=== Material to process ===

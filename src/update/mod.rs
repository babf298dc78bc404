mod evaluation;
mod helpers;
mod publish;
mod rewrite;

use crate::action::Action;
use crate::command::Command;
use crate::domain::prompt::{build_evaluation_prompt, build_rewrite_prompt};
use crate::domain::webhook::{SlashCommand, WebhookEvent};
use crate::job::{Job, JobState, Trigger};

/// Turn a delivery into a job and its first command.
///
/// `None` means the delivery needs no work: an unknown comment, or one written
/// by a bot (including this one).
pub fn start(event: WebhookEvent, bot_login: Option<&str>) -> Option<(Job, Vec<Command>)> {
    let (trigger, repo, issue) = match event {
        WebhookEvent::IssueOpened(e) => (Trigger::Opened, e.repo, e.issue),
        WebhookEvent::IssueEdited(e) => (Trigger::Edited, e.repo, e.issue),
        WebhookEvent::CommentCreated(e) => {
            let own = bot_login.is_some_and(|login| login.eq_ignore_ascii_case(&e.commenter));
            if e.commenter_is_bot || own {
                tracing::debug!(commenter = %e.commenter, "ignoring bot comment");
                return None;
            }
            let command = SlashCommand::parse(&e.body)?;
            tracing::debug!(command = command.as_str(), commenter = %e.commenter, "slash command");
            let trigger = match command {
                SlashCommand::Evaluate => Trigger::EvaluateCommand,
                SlashCommand::Improve => Trigger::ImproveCommand,
            };
            (trigger, e.repo, e.issue)
        }
    };

    let prompt = match trigger {
        Trigger::ImproveCommand => build_rewrite_prompt(&issue),
        _ => build_evaluation_prompt(&issue),
    };
    let job = Job::new(trigger, repo, issue, bot_login.map(str::to_string));
    Some((job, vec![Command::InvokeModel { prompt }]))
}

pub fn update(job: &mut Job, action: Action) -> Vec<Command> {
    let name = action.name();
    match action {
        Action::ModelReplied(reply) => match job.state {
            JobState::Evaluating => evaluation::handle_model_reply(job, reply),
            JobState::Rewriting => rewrite::handle_model_reply(job, reply),
            _ => helpers::unexpected(job, name),
        },
        Action::CommentsListed(result) => match job.state {
            JobState::FindingPriorReport => publish::handle_comments_listed(job, result),
            _ => helpers::unexpected(job, name),
        },
        Action::CommentPublished(result) => match job.state {
            JobState::PublishingReport => publish::handle_report_published(job, result),
            JobState::PublishingRewrite => rewrite::handle_rewrite_published(job, result),
            _ => helpers::unexpected(job, name),
        },
        Action::LabelsApplied(result) => match job.state {
            JobState::Labeling => publish::handle_labels_applied(job, result),
            _ => helpers::unexpected(job, name),
        },
    }
}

===

Work task: In the records above, find the lines holding "update". Copy each one.

Exercise answer:
filename src/update/mod.rs
pub fn update(job: &mut Job, action: Action) -> Vec<Command> {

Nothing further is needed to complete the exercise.